■ The task ■
Work out how many lines of the data below hold the string "static". Answer with that number alone.

Dataset entries
*-*-*

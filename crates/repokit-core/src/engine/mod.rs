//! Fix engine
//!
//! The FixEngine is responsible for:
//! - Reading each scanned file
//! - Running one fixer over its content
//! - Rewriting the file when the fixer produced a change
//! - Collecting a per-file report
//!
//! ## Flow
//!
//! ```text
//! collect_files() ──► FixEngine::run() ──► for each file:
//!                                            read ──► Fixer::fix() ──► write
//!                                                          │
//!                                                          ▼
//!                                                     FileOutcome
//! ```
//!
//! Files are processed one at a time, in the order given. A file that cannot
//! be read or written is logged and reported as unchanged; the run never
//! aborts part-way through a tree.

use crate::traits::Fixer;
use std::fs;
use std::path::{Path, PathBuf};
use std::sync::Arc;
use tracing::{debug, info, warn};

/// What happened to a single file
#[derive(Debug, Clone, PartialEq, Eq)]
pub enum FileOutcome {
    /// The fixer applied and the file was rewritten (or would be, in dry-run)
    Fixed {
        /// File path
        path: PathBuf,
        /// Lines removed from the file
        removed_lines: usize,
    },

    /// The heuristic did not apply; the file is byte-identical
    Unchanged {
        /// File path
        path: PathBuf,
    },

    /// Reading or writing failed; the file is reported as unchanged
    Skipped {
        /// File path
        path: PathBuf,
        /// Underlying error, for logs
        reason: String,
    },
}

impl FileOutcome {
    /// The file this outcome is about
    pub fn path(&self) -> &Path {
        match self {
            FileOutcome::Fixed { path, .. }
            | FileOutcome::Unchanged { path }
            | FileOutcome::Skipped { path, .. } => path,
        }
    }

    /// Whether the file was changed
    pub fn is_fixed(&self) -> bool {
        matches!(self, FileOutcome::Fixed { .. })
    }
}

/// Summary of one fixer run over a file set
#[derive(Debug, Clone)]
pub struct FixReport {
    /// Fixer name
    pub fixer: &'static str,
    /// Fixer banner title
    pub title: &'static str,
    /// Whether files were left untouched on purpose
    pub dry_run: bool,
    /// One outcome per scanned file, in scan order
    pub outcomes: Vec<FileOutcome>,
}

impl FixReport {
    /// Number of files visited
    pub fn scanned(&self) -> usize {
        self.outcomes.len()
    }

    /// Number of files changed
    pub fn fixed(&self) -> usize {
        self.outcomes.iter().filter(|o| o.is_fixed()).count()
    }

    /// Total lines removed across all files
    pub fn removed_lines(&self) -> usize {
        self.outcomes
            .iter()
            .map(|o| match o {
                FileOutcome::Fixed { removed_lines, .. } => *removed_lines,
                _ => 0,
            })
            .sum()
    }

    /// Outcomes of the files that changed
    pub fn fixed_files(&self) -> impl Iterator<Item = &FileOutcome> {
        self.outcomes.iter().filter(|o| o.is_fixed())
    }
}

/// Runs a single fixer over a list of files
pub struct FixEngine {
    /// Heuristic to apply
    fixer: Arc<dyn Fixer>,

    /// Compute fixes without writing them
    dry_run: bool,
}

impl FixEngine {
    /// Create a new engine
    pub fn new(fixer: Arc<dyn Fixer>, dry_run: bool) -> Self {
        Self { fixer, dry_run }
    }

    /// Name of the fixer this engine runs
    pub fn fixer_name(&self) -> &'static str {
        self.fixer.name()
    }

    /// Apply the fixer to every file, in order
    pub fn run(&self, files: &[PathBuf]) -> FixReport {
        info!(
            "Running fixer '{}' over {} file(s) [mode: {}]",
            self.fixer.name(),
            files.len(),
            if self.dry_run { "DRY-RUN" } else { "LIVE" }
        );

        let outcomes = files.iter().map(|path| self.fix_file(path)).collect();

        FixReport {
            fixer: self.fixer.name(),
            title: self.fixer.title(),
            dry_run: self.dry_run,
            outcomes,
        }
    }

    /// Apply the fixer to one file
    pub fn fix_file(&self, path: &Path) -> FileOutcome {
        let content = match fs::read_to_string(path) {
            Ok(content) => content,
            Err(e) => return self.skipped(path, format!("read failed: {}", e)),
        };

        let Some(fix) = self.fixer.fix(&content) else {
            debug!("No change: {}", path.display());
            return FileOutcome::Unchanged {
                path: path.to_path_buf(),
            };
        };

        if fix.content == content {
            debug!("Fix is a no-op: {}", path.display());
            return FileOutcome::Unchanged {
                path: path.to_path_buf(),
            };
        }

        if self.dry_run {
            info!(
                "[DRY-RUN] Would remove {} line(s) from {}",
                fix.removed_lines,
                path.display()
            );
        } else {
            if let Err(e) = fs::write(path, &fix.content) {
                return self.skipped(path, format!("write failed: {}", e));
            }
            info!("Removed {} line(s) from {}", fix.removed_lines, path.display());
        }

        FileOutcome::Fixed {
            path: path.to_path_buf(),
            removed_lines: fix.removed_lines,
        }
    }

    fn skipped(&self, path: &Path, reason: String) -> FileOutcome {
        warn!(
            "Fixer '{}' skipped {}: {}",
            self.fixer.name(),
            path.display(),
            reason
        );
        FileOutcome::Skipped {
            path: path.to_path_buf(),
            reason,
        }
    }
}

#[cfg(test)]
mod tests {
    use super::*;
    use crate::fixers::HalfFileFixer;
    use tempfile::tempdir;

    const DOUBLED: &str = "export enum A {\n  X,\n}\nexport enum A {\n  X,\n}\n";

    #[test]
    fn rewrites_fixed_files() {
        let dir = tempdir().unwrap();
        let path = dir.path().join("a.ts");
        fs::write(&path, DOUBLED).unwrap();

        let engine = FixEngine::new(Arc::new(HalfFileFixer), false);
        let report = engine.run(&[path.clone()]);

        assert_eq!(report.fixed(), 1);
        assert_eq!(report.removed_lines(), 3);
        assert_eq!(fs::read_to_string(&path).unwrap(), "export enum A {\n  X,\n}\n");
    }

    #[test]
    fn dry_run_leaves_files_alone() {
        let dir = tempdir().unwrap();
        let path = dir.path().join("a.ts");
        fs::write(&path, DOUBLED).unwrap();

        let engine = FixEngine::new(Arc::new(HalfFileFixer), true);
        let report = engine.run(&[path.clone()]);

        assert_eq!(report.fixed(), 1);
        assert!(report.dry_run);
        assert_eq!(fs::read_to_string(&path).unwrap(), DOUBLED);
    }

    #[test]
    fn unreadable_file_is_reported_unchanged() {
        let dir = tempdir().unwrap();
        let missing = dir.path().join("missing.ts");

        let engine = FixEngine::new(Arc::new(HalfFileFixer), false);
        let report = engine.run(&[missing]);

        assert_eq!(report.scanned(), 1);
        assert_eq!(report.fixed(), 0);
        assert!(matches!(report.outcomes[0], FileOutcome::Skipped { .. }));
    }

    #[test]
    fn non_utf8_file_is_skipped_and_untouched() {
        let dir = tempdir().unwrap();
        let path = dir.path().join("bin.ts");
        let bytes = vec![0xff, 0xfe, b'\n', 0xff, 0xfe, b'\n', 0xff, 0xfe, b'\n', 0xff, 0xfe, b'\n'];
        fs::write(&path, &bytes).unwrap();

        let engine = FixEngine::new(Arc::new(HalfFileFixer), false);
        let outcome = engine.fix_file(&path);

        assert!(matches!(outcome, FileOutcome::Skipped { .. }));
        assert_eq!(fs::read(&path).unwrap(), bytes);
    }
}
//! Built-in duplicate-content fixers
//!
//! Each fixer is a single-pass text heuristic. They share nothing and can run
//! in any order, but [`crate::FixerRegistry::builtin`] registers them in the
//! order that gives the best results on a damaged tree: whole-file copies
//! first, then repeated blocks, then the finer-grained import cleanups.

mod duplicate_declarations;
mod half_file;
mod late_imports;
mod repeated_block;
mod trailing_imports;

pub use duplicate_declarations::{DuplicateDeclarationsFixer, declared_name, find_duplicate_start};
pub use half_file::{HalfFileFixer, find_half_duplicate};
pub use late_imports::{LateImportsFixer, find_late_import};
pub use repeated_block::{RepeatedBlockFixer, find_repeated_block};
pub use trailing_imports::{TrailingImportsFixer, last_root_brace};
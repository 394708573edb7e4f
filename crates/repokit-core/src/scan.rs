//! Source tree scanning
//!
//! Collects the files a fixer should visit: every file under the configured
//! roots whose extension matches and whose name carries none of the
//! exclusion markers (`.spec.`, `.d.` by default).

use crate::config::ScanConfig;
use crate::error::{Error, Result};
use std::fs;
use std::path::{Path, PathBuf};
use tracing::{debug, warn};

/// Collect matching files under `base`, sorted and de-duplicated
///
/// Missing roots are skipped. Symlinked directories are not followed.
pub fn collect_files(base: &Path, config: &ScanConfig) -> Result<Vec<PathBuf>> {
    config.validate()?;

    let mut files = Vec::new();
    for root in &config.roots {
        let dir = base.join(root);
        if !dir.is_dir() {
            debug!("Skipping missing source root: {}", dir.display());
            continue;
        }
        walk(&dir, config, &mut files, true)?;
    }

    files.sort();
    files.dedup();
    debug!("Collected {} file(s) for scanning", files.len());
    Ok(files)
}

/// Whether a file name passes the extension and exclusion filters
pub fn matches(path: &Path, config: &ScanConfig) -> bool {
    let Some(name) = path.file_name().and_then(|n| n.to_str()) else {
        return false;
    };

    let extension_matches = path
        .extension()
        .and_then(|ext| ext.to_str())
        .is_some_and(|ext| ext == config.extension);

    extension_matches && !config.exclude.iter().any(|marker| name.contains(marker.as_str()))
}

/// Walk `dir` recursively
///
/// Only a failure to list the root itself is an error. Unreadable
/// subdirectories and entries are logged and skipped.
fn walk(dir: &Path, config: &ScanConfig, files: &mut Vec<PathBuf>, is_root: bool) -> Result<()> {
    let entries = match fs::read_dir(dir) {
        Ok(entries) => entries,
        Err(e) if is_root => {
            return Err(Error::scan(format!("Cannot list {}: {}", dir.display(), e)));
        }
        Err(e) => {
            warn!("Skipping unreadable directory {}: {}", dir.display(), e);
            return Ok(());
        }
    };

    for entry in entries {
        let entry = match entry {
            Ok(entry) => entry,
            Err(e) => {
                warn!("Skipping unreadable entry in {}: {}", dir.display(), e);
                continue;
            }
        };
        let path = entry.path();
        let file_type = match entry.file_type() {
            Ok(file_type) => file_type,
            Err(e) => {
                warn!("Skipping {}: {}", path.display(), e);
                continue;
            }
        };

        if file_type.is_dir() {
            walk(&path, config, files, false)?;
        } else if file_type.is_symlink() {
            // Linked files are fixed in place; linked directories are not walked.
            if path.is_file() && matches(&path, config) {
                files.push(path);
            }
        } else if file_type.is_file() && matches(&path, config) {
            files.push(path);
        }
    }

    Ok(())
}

*-*-*

■ Problem solution ■
3